The values of the other parameters are: batch size \(B=20C\), where C is the number of classes in the dataset, population size \(np=2B\), number of training steps in the same batch \(s=B\) and \(counter=10\). The values of \(F=0.5\) and \(CR=0.9\) are used only when the classical DE is applied. These data have been chosen after an extended experimental phase, partially showed in [1, 30]. From these experiments we noted, for example, that fixing B and setting \(s=B\) and \(np=2B\) we can obtain, on average, good results.

From the data plotted in the graphics in Fig. 1 we can conclude that in the most cases jDE performs better than standard DE. Both in the largest datasets (GAS and MNIST) and QSAR the differences are sharp, while in the case of MAGIC dataset the differences are so narrow that it is impossible to distinguish the best algorithm.

While the “winner” variant is undisputable (at least for these experiments), the same is not for the mutation operator: in the GAS dataset the difference between the combination DE+DEGL and the second performing jDE+current_to_best is clear, but in the MNIST dataset the best performing combination is jDE+rand/1, with DE+DEGL only in 4th/5th position.

In Fig. 2 data on accuracy for different settings of B, s and np are plotted. In these graphics we can compare different values for the batch size B, set respectively to \(B=5C\), \(B=10C\), \(B=20C\), where C is the number of the classes. The right setting of B is determinant for our algorithm because a too small value for B does not allow to reach good performance, while a too high value can increase too much the execution time and moreover can cause overfitting.

From the plots we can see that, excluding the cases where the differences are not significant, the best values are obtained with the highest values of B, both for the rand/1 and degl mutation.

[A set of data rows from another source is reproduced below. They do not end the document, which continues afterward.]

//! External tool detection.
//!
//! Canvas exports reference third-party integrations (lecture capture,
//! grading, video conferencing) without bundling them. They show up as
//! vendor names in resource hrefs and file lists, as LTI resource types, or
//! in the course navigation (`tab_configuration`).

use crate::manifest::CanvasExport;
use std::collections::BTreeSet;

/// Tag added when any resource type mentions LTI.
pub const LTI_TAG: &str = "LTI/External Tools";

/// Vendor tag and the substrings that identify it, checked against
/// lowercased text.
const VENDORS: &[(&str, &[&str])] = &[
    ("panopto", &["panopto"]),
    ("gradescope", &["gradescope"]),
    ("echo360", &["echo360"]),
    ("kaltura", &["kaltura"]),
    ("zoom", &["zoom.us", "zoom"]),
    ("turnitin", &["turnitin"]),
    ("panopto-lti", &["panopto.com"]),
    ("microsoft-stream", &["stream.microsoft.com"]),
];

fn match_vendors(text: &str, found: &mut BTreeSet<String>) {
    for (tag, needles) in VENDORS {
        if needles.iter().any(|n| text.contains(n)) {
            found.insert((*tag).to_string());
        }
    }
}

impl CanvasExport {
    /// Sorted vendor tags referenced anywhere in the export.
    pub fn external_tools(&self) -> Vec<String> {
        let mut found = BTreeSet::new();
        for r in self.resources() {
            let hay = format!("{} {} {}", r.href, r.files.join(" "), r.kind).to_lowercase();
            match_vendors(&hay, &mut found);
            if r.kind.to_lowercase().contains("lti") {
                found.insert(LTI_TAG.to_string());
            }
        }
        if let Some(tabs) = self.course_metadata().get("tab_configuration") {
            match_vendors(&tabs.to_lowercase(), &mut found);
        }
        found.into_iter().collect()
    }
}
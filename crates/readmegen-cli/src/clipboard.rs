//! Terminal clipboard backends
//!
//! The primary backend pipes text into the platform's clipboard helper
//! (`pbcopy`, `clip`, `wl-copy` or `xclip`). The fallback writes an
//! OSC 52 escape sequence, which most terminal emulators turn into a
//! clipboard write, including over SSH.

use std::env;
use std::io::{self, IsTerminal, Write};
use std::process::{Command, Stdio};

use base64::engine::general_purpose::STANDARD;
use base64::Engine;
use readmegen_core::{Clipboard, ReadmeError, Result};
use tracing::debug;

/// External helper program and its arguments
#[derive(Debug, Clone, PartialEq, Eq)]
pub struct ClipboardCommand {
    /// Program name
    pub program: String,
    /// Program arguments
    pub args: Vec<String>,
}

impl ClipboardCommand {
    fn new(program: &str, args: &[&str]) -> Self {
        Self {
            program: program.to_string(),
            args: args.iter().map(|arg| arg.to_string()).collect(),
        }
    }

    /// Pick the helper for this host from the OS and display environment
    pub fn detect() -> Option<Self> {
        if cfg!(target_os = "macos") {
            return Some(Self::new("pbcopy", &[]));
        }
        if cfg!(windows) {
            return Some(Self::new("clip", &[]));
        }
        Self::detect_unix(|name| env::var_os(name).is_some())
    }

    fn detect_unix(has_var: impl Fn(&str) -> bool) -> Option<Self> {
        if has_var("WAYLAND_DISPLAY") {
            Some(Self::new("wl-copy", &[]))
        } else if has_var("DISPLAY") {
            Some(Self::new("xclip", &["-selection", "clipboard"]))
        } else {
            None
        }
    }
}

/// Clipboard helper process
#[derive(Debug, Clone)]
pub struct SystemClipboard {
    command: Option<ClipboardCommand>,
}

impl SystemClipboard {
    /// Use the helper detected for this host
    pub fn detect() -> Self {
        Self {
            command: ClipboardCommand::detect(),
        }
    }

    /// Use a specific helper
    pub fn with_command(command: ClipboardCommand) -> Self {
        Self {
            command: Some(command),
        }
    }
}

impl Clipboard for SystemClipboard {
    fn name(&self) -> &str {
        self.command
            .as_ref()
            .map(|command| command.program.as_str())
            .unwrap_or("system")
    }

    fn is_available(&self) -> bool {
        self.command.is_some()
    }

    fn write_text(&mut self, text: &str) -> Result<()> {
        let command = self
            .command
            .as_ref()
            .ok_or_else(|| ReadmeError::ClipboardUnavailable("no clipboard helper".to_string()))?;

        debug!(program = %command.program, "spawning clipboard helper");
        let mut child = Command::new(&command.program)
            .args(&command.args)
            .stdin(Stdio::piped())
            .stdout(Stdio::null())
            .stderr(Stdio::null())
            .spawn()
            .map_err(|e| {
                ReadmeError::ClipboardUnavailable(format!("{}: {}", command.program, e))
            })?;

        if let Some(mut stdin) = child.stdin.take() {
            if let Err(err) = stdin.write_all(text.as_bytes()) {
                drop(stdin);
                let _ = child.kill();
                let _ = child.wait();
                return Err(ReadmeError::ClipboardWrite(format!(
                    "{}: {}",
                    command.program, err
                )));
            }
        }

        let status = child.wait()?;
        if !status.success() {
            return Err(ReadmeError::ClipboardWrite(format!(
                "{} exited with {}",
                command.program, status
            )));
        }
        Ok(())
    }
}

/// OSC 52 clipboard write
pub struct Osc52Clipboard<W: Write> {
    writer: W,
    is_terminal: bool,
}

impl Osc52Clipboard<io::Stdout> {
    /// Write to stdout, only when stdout is a terminal
    pub fn stdout() -> Self {
        let stdout = io::stdout();
        let is_terminal = stdout.is_terminal();
        Self {
            writer: stdout,
            is_terminal,
        }
    }
}

impl<W: Write> Osc52Clipboard<W> {
    /// Write to an arbitrary sink, treated as a terminal
    pub fn new(writer: W) -> Self {
        Self {
            writer,
            is_terminal: true,
        }
    }

    /// Consume the backend and return the underlying writer
    pub fn into_inner(self) -> W {
        self.writer
    }
}

/// Escape sequence asking the terminal to set the clipboard to `text`
pub fn osc52_sequence(text: &str) -> String {
    format!("\x1b]52;c;{}\x07", STANDARD.encode(text))
}

impl<W: Write> Clipboard for Osc52Clipboard<W> {
    fn name(&self) -> &str {
        "osc52"
    }

    fn write_text(&mut self, text: &str) -> Result<()> {
        if !self.is_terminal {
            return Err(ReadmeError::ClipboardUnavailable(
                "stdout is not a terminal".to_string(),
            ));
        }
        self.writer.write_all(osc52_sequence(text).as_bytes())?;
        self.writer.flush()?;
        Ok(())
    }
}
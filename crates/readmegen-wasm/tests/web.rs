//! Browser-side tests for the JS bindings
//!
//! Run with `wasm-pack test --headless --firefox crates/readmegen-wasm`.

#![cfg(target_arch = "wasm32")]

use readmegen_wasm::{assemble_readme, sample_fields, ReadmeSession};
use serde::Serialize;
use wasm_bindgen::JsValue;
use wasm_bindgen_test::*;

wasm_bindgen_test_configure!(run_in_browser);

/// Shape of the form object a page script builds
#[derive(Serialize)]
#[serde(rename_all = "camelCase")]
struct PageForm {
    name: &'static str,
    install_command: &'static str,
    usage_text: &'static str,
    features_raw: &'static str,
    author: &'static str,
}

fn page_form() -> JsValue {
    serde_wasm_bindgen::to_value(&PageForm {
        name: "Widget",
        install_command: "npm install widget",
        usage_text: "widget --help",
        features_raw: "Fast, Small",
        author: "octocat",
    })
    .unwrap()
}

#[wasm_bindgen_test]
fn assemble_accepts_camel_case_object() {
    let markdown = assemble_readme(page_form()).unwrap();

    assert!(markdown.starts_with("# Widget\n"));
    assert!(markdown.contains("```bash\nnpm install widget\n```"));
    assert!(markdown.contains("## Usage\n\nwidget --help"));
    assert!(markdown.contains("- Fast\n- Small\n"));
    assert!(markdown.ends_with("[octocat](https://github.com/octocat)"));
}

#[wasm_bindgen_test]
fn assemble_rejects_non_object() {
    assert!(assemble_readme(JsValue::from_f64(3.0)).is_err());
}

#[wasm_bindgen_test]
fn session_takes_fields_from_page() {
    let mut session = ReadmeSession::new();
    session.set_fields(page_form()).unwrap();

    assert!(session.generate().starts_with("# Widget"));
    assert!(session.toggle_preview());
    assert!(session.preview_html().starts_with("<h1>Widget</h1>"));
}

#[wasm_bindgen_test]
fn sample_fields_feed_assembly() {
    let markdown = assemble_readme(sample_fields().unwrap()).unwrap();

    assert!(markdown.starts_with("# Awesome Project"));
}
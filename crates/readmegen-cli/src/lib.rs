//! readmegen CLI - Command-line interface library
//!
//! This library provides the CLI functionality for readmegen:
//! - Generate: assemble a README from a config file and flags
//! - Preview: render a README to lightweight HTML
//! - Copy: put a README on the clipboard
//! - Export: save a README as `README.md`
//! - Init: write a sample `readmegen.toml`
//!
//! # Binary Usage
//!
//! ```bash
//! # Start from the sample project
//! readmegen init
//!
//! # Assemble README.md, with a standalone preview page
//! readmegen generate -o README.md --preview preview.html --standalone
//!
//! # Copy it to the clipboard
//! readmegen copy
//! ```

pub mod app;
pub mod clipboard;
pub mod config;
pub mod host;

// Re-export main entry point and types
pub use app::{
    copy_command, export_command, generate_command, init_command, preview_command, FieldArgs,
};
pub use app::run_cli;
pub use config::{Settings, CONFIG_FILE_NAME};
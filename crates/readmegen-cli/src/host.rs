//! Terminal implementations of the notification and download boundaries

use std::fs;
use std::path::{Path, PathBuf};

use readmegen_core::{Download, DownloadSink, Notice, Notifier, Result};
use tracing::info;

/// Prints notices to stderr
#[derive(Debug, Default)]
pub struct TerminalNotifier;

impl Notifier for TerminalNotifier {
    fn notify(&mut self, notice: Notice) {
        eprintln!("{}", notice);
    }
}

/// Saves downloads into a directory under their suggested name
#[derive(Debug, Clone)]
pub struct DirectorySink {
    dir: PathBuf,
    written: Vec<PathBuf>,
}

impl DirectorySink {
    /// Sink writing into `dir`, created on first use
    pub fn new(dir: impl Into<PathBuf>) -> Self {
        Self {
            dir: dir.into(),
            written: Vec::new(),
        }
    }

    /// Target directory
    pub fn dir(&self) -> &Path {
        &self.dir
    }

    /// Files written so far
    pub fn written(&self) -> &[PathBuf] {
        &self.written
    }
}

impl DownloadSink for DirectorySink {
    fn emit(&mut self, download: &Download) -> Result<()> {
        fs::create_dir_all(&self.dir)?;
        let path = self.dir.join(&download.file_name);
        fs::write(&path, &download.bytes)?;
        info!(path = %path.display(), mime = download.mime_type, "saved download");
        self.written.push(path);
        Ok(())
    }
}
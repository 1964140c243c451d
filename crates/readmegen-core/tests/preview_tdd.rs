//! Behaviour tests for the preview renderer

use readmegen_core::{assemble, render_preview, FormFields, PreviewRenderer};

#[test]
fn test_heading_then_list() {
    let html = render_preview("# Title\n\n- one\n- two\n");

    assert!(html.starts_with("<h1>Title</h1>"));
    assert_eq!(html.matches("<ul>").count(), 1);
    assert!(html.contains("<ul><li>one</li><li>two</li></ul>"));
    assert!(!html.contains("<ul><h1>"));
}

#[test]
fn test_render_is_deterministic() {
    let markdown = assemble(&FormFields::sample());
    assert_eq!(render_preview(&markdown), render_preview(&markdown));

    let renderer = PreviewRenderer::new();
    assert_eq!(renderer.render(&markdown), render_preview(&markdown));
}

#[test]
fn test_full_readme_preview() {
    let markdown = assemble(&FormFields {
        name: "Widget".to_string(),
        install_command: "cargo install widget".to_string(),
        features_raw: "Fast, Small".to_string(),
        ..FormFields::default()
    });

    let html = render_preview(&markdown);

    assert_eq!(
        html,
        "<h1>Widget</h1><br/><br/>\
         Short description of the project.<br/><br/>\
         <h2>Features</h2><br/><br/>\
         <ul><li>Fast</li><li>Small</li></ul><br/><br/>\
         <h2>Installation</h2><br/><br/>\
         <pre><code>cargo install widget<br/></code></pre><br/><br/>\
         <h2>License</h2><br/>\
         MIT"
    );
}

#[test]
fn test_heading_level_three() {
    assert_eq!(render_preview("### Notes"), "<h3>Notes</h3>");
}

#[test]
fn test_html_in_content_is_not_escaped() {
    let markdown = assemble(&FormFields {
        description: "<script>alert(1)</script>".to_string(),
        ..FormFields::default()
    });
    assert!(render_preview(&markdown).contains("<script>alert(1)</script>"));
}

#[test]
fn test_nested_list_markers_are_not_distinguished() {
    let html = render_preview("- top\n  - nested");
    assert_eq!(html, "<ul><li>top</li></ul><br/>  - nested");
}

#[test]
fn test_crlf_readme_renders_like_lf() {
    let html = render_preview("# Title\r\n- a\r\n- b\r\n");

    assert_eq!(html, "<h1>Title</h1><br/><ul><li>a</li><li>b</li></ul><br/>");
    assert!(!html.contains('\r'));
    assert_eq!(html, render_preview("# Title\n- a\n- b\n"));
}

#[test]
fn test_crlf_code_fence() {
    assert_eq!(
        render_preview("```bash\r\nmake\r\n```"),
        "<pre><code>make<br/></code></pre>"
    );
}
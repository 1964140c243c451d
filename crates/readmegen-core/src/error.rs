//! Error types for the hosting boundaries (clipboard and export)

use thiserror::Error;

/// Result type for readmegen operations
pub type Result<T> = std::result::Result<T, ReadmeError>;

/// Errors raised by clipboard backends and download sinks.
///
/// Assembly and preview rendering never fail; only the side-effecting
/// collaborators do.
#[derive(Error, Debug)]
pub enum ReadmeError {
    /// No usable clipboard mechanism on this host
    #[error("Clipboard unavailable: {0}")]
    ClipboardUnavailable(String),

    /// The clipboard mechanism exists but the write failed
    #[error("Clipboard write failed: {0}")]
    ClipboardWrite(String),

    /// IO error
    #[error("IO error: {0}")]
    Io(#[from] std::io::Error),
}
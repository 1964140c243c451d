//! Form fields
//!
//! The flat record of project metadata a host collects before assembling
//! a README. Every field is a plain string; blank values fall back to a
//! default or drop their section at assembly time.

use serde::{Deserialize, Serialize};

/// Title used when `name` is blank
pub const DEFAULT_NAME: &str = "Project Name";

/// Description used when `description` is blank
pub const DEFAULT_DESCRIPTION: &str = "Short description of the project.";

/// License used when `license` is blank
pub const DEFAULT_LICENSE: &str = "MIT";

/// Snapshot of the metadata form.
///
/// Serialized keys follow the form's field ids (`install`, `usage`,
/// `features`). The camelCase spellings are accepted as aliases so browser
/// hosts can hand over plain JS objects.
#[derive(Debug, Clone, Default, PartialEq, Eq, Serialize, Deserialize)]
#[serde(default)]
pub struct FormFields {
    /// Project title
    pub name: String,
    /// One-line description
    pub description: String,
    /// Shell command rendered in the Installation section
    #[serde(rename = "install", alias = "installCommand", alias = "install_command")]
    pub install_command: String,
    /// Free text rendered verbatim in the Usage section
    #[serde(rename = "usage", alias = "usageText", alias = "usage_text")]
    pub usage_text: String,
    /// Comma-separated feature list
    #[serde(rename = "features", alias = "featuresRaw", alias = "features_raw")]
    pub features_raw: String,
    /// License name
    pub license: String,
    /// Profile handle used for the attribution link
    pub author: String,
}

impl FormFields {
    /// Create an empty form
    pub fn new() -> Self {
        Self::default()
    }

    /// The values a fresh form is pre-populated with so the first render
    /// is never empty.
    pub fn sample() -> Self {
        Self {
            name: "Awesome Project".to_string(),
            description: "A one-line description of what the project solves.".to_string(),
            features_raw: "Fast, Lightweight, Easy".to_string(),
            author: "your-github-username".to_string(),
            ..Self::default()
        }
    }

    /// Resolved project title
    pub fn name_or_default(&self) -> &str {
        non_blank(&self.name).unwrap_or(DEFAULT_NAME)
    }

    /// Resolved description
    pub fn description_or_default(&self) -> &str {
        non_blank(&self.description).unwrap_or(DEFAULT_DESCRIPTION)
    }

    /// Resolved license
    pub fn license_or_default(&self) -> &str {
        non_blank(&self.license).unwrap_or(DEFAULT_LICENSE)
    }

    /// Trimmed install command, if any
    pub fn install(&self) -> Option<&str> {
        non_blank(&self.install_command)
    }

    /// Trimmed usage text, if any
    pub fn usage(&self) -> Option<&str> {
        non_blank(&self.usage_text)
    }

    /// Trimmed author handle, if any
    pub fn author(&self) -> Option<&str> {
        non_blank(&self.author)
    }

    /// Feature entries in input order, trimmed, with empty entries dropped
    pub fn features(&self) -> Vec<&str> {
        split_features(&self.features_raw)
    }
}

/// Split a comma-separated feature list.
///
/// ```
/// use readmegen_core::split_features;
///
/// assert_eq!(split_features("Fast, , Lightweight ,,Easy"), vec!["Fast", "Lightweight", "Easy"]);
/// ```
pub fn split_features(raw: &str) -> Vec<&str> {
    raw.split(',')
        .map(str::trim)
        .filter(|feature| !feature.is_empty())
        .collect()
}

fn non_blank(value: &str) -> Option<&str> {
    let trimmed = value.trim();
    (!trimmed.is_empty()).then_some(trimmed)
}
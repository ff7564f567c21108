//! HTTP plumbing shared by the KMS and signing-proxy backends.

use std::time::Duration;

use reqwest::{Certificate, Client, Identity, StatusCode};
use serde::de::DeserializeOwned;
use serde::Serialize;
use tracing::{debug, warn};

use crate::config::read_value_or_file;
use crate::error::TrustChainError;

/// TLS material for a signer endpoint. Each value is inline PEM, a file
/// path or base64.
#[derive(Debug, Clone, Default)]
pub struct TlsMaterial {
    pub client_cert: Option<String>,
    pub client_key: Option<String>,
    pub ca_cert: Option<String>,
}

/// Build a client with a request timeout and optional mutual TLS.
pub fn build_http_client(tls: &TlsMaterial, timeout: Duration) -> Result<Client, TrustChainError> {
    let mut builder = Client::builder()
        .timeout(timeout)
        .connect_timeout(timeout)
        .use_rustls_tls();

    match (&tls.client_cert, &tls.client_key) {
        (Some(cert), Some(key)) => {
            let mut pem = read_value_or_file(cert)?;
            pem.push(b'\n');
            pem.extend(read_value_or_file(key)?);
            let identity = Identity::from_pem(&pem).map_err(|e| {
                TrustChainError::ConfigError(format!("Failed to load client certificate/key: {}", e))
            })?;
            builder = builder.identity(identity);
        }
        (None, None) => {
            debug!("mTLS client cert/key not provided; proceeding without client auth");
        }
        _ => {
            return Err(TrustChainError::ConfigError(
                "client certificate and key must be provided together".to_string(),
            ));
        }
    }

    if let Some(ca) = &tls.ca_cert {
        let ca = Certificate::from_pem(&read_value_or_file(ca)?)
            .map_err(|e| TrustChainError::ConfigError(format!("Failed to parse CA certificate: {}", e)))?;
        builder = builder.add_root_certificate(ca);
    }

    builder
        .build()
        .map_err(|e| TrustChainError::ConfigError(format!("Failed to build HTTP client: {}", e)))
}

/// POST a JSON body and decode a JSON response.
///
/// Transport failures, timeouts and 5xx map to `SigningBackendUnavailable`;
/// any other non-success status is the signer refusing the request.
pub async fn post_json<B, R>(
    client: &Client,
    url: &str,
    bearer_token: Option<&str>,
    body: &B,
) -> Result<R, TrustChainError>
where
    B: Serialize + ?Sized,
    R: DeserializeOwned,
{
    let mut request = client.post(url).json(body);
    if let Some(token) = bearer_token {
        request = request.bearer_auth(token);
    }

    let response = request.send().await.map_err(|e| classify_transport(url, e))?;
    let status = response.status();

    if status.is_server_error() {
        let text = response.text().await.unwrap_or_default();
        return Err(TrustChainError::SigningBackendUnavailable(format!(
            "{} returned http {}: {}",
            url,
            status.as_u16(),
            truncate(&text)
        )));
    }

    if !status.is_success() {
        let text = response.text().await.unwrap_or_default();
        return Err(rejected(url, status, &text));
    }

    response.json::<R>().await.map_err(|e| {
        TrustChainError::SigningBackendUnavailable(format!("{} returned malformed body: {}", url, e))
    })
}

/// POST with a single retry after `backoff` on transient failures.
pub async fn post_json_with_retry<B, R>(
    client: &Client,
    url: &str,
    bearer_token: Option<&str>,
    body: &B,
    backoff: Duration,
) -> Result<R, TrustChainError>
where
    B: Serialize + ?Sized,
    R: DeserializeOwned,
{
    match post_json(client, url, bearer_token, body).await {
        Err(TrustChainError::SigningBackendUnavailable(reason)) => {
            warn!("Signer request to {} failed ({}); retrying once", url, reason);
            tokio::time::sleep(backoff).await;
            post_json(client, url, bearer_token, body).await
        }
        other => other,
    }
}

fn classify_transport(url: &str, err: reqwest::Error) -> TrustChainError {
    let kind = if err.is_timeout() {
        "timed out"
    } else if err.is_connect() {
        "connection failed"
    } else {
        "request failed"
    };
    TrustChainError::SigningBackendUnavailable(format!("{} {}: {}", url, kind, err))
}

fn rejected(url: &str, status: StatusCode, body: &str) -> TrustChainError {
    TrustChainError::SigningRejected(format!(
        "{} returned http {}: {}",
        url,
        status.as_u16(),
        truncate(body)
    ))
}

fn truncate(body: &str) -> &str {
    let end = body
        .char_indices()
        .nth(2048)
        .map(|(i, _)| i)
        .unwrap_or(body.len());
    &body[..end]
}
//! Backend resolution and the fail-closed append policy.

use std::sync::Arc;

use tracing::{error, info, warn};

use super::{
    BackendKind, KmsBackend, LocalKeyBackend, MockBackend, SignedDigest, SigningBackend,
    SigningProxyBackend,
};
use crate::config::AppConfig;
use crate::error::TrustChainError;

/// The signing backend chosen at startup, together with the strictness
/// policy that governs what the append path may do when signing fails.
#[derive(Clone)]
pub struct ResolvedSigner {
    backend: Option<Arc<dyn SigningBackend>>,
    strict: bool,
}

impl std::fmt::Debug for ResolvedSigner {
    fn fmt(&self, f: &mut std::fmt::Formatter<'_>) -> std::fmt::Result {
        f.debug_struct("ResolvedSigner")
            .field("backend", &self.kind())
            .field("strict", &self.strict)
            .finish()
    }
}

impl ResolvedSigner {
    /// Pick the first configured backend in the order kms, proxy, mock, local.
    ///
    /// A configured backend that cannot be constructed is skipped. The mock
    /// backend is never used in production.
    pub fn resolve(config: &AppConfig) -> Result<Self, TrustChainError> {
        let strict = config.strict();
        let signing = &config.signing;

        let mut candidates: Vec<(BackendKind, Result<Arc<dyn SigningBackend>, TrustChainError>)> =
            Vec::new();

        if let Some(kms) = &signing.kms {
            candidates.push((
                BackendKind::Kms,
                KmsBackend::new(kms).map(|b| Arc::new(b) as Arc<dyn SigningBackend>),
            ));
        }
        if let Some(proxy) = &signing.proxy {
            candidates.push((
                BackendKind::Proxy,
                SigningProxyBackend::new(proxy).map(|b| Arc::new(b) as Arc<dyn SigningBackend>),
            ));
        }
        if let Some(mock) = &signing.mock {
            if config.is_production() {
                warn!("Mock signing backend configured in production; ignoring it");
            } else {
                candidates.push((
                    BackendKind::Mock,
                    Ok(Arc::new(MockBackend::from_config(mock)) as Arc<dyn SigningBackend>),
                ));
            }
        }
        if let Some(local) = &signing.local {
            candidates.push((
                BackendKind::Local,
                LocalKeyBackend::from_config(local).map(|b| Arc::new(b) as Arc<dyn SigningBackend>),
            ));
        }

        for (kind, candidate) in candidates {
            match candidate {
                Ok(backend) => {
                    let resolved = Self::from_backend(backend, strict);
                    resolved.log_resolution();
                    return Ok(resolved);
                }
                Err(e) => {
                    error!("Signing backend {} failed to initialise: {}", kind.as_str(), e);
                }
            }
        }

        let resolved = Self::unsigned(strict);
        resolved.log_resolution();
        Ok(resolved)
    }

    pub fn from_backend(backend: Arc<dyn SigningBackend>, strict: bool) -> Self {
        Self {
            backend: Some(backend),
            strict,
        }
    }

    /// No backend at all. Appends are unsigned, or refused when strict.
    pub fn unsigned(strict: bool) -> Self {
        Self {
            backend: None,
            strict,
        }
    }

    pub fn kind(&self) -> Option<BackendKind> {
        self.backend.as_ref().map(|b| b.kind())
    }

    pub fn kid(&self) -> Option<&str> {
        self.backend.as_ref().map(|b| b.kid())
    }

    pub fn backend(&self) -> Option<&Arc<dyn SigningBackend>> {
        self.backend.as_ref()
    }

    pub fn is_strict(&self) -> bool {
        self.strict
    }

    pub fn is_strong(&self) -> bool {
        self.kind().map_or(false, |k| k.is_strong())
    }

    /// Whether appends can currently succeed with a signature the policy accepts.
    pub fn can_sign_strictly(&self) -> bool {
        !self.strict || self.is_strong()
    }

    fn log_resolution(&self) {
        match self.kind() {
            Some(kind) => info!(
                "Signing backend resolved: {} (kid={}, strict={})",
                kind.as_str(),
                self.kid().unwrap_or_default(),
                self.strict
            ),
            None => warn!("No signing backend configured (strict={})", self.strict),
        }
        if !self.can_sign_strictly() {
            error!("Strict mode requires a kms or proxy signer; appends will be refused");
        }
    }

    /// Sign a chain digest on behalf of the append path.
    ///
    /// Returns `Ok(None)` when the event may be stored unsigned. In strict
    /// mode every shortfall is an error, so the caller's transaction aborts.
    pub async fn sign_for_append(&self, digest: &[u8]) -> Result<Option<SignedDigest>, TrustChainError> {
        let Some(backend) = &self.backend else {
            if self.strict {
                return Err(TrustChainError::SigningBackendUnavailable(
                    "no signing backend configured".to_string(),
                ));
            }
            warn!("No signing backend; storing event unsigned");
            return Ok(None);
        };

        if self.strict && !backend.kind().is_strong() {
            return Err(TrustChainError::SigningBackendUnavailable(format!(
                "{} backend is not permitted in strict mode",
                backend.kind().as_str()
            )));
        }

        match backend.sign(digest).await {
            Ok(signed) => Ok(Some(signed)),
            Err(e) if self.strict => {
                error!("Signing failed in strict mode: {}", e);
                Err(e)
            }
            Err(e) => {
                warn!("Signing failed ({}); storing event unsigned", e);
                Ok(None)
            }
        }
    }

    pub fn owns_kid(&self, kid: &str) -> bool {
        self.backend.as_ref().map_or(false, |b| b.owns_kid(kid))
    }

    /// Verify with the same backend the append path signs with.
    pub async fn verify(&self, signature_b64: &str, digest: &[u8]) -> Result<bool, TrustChainError> {
        match &self.backend {
            Some(backend) => backend.verify(signature_b64, digest).await,
            None => Err(TrustChainError::SigningBackendUnavailable(
                "no signing backend configured for verification".to_string(),
            )),
        }
    }
}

6 Conclusions and Future Works

In this paper we presented an algorithm based on Differential Evolution to train the weights of a neural network. This algorithm can be an effective alternative to the backpropagation method because of its intrinsic advantages deriving from the use of an evolutionary algorithm. The experiments presented show how the system is able to solve classification problems also in case of large image datasets, like MNIST, reaching satisfying accuracy very close to the state of the art. These results are very encouraging considering that the algorithm and the implementation could be improved and other enhancements are already under investigation.

The proposed approach allows also to handle computational models based on neural networks which do not need to be fully differentiable and this can lead to simpler models.

Future works include: the implementation of other DE variants and mutation/crossover operators; the application of the system both to other kind of problems like numerical estimation and to larger problems; the application to other computational models based on neural networks like Neural Turing Machines.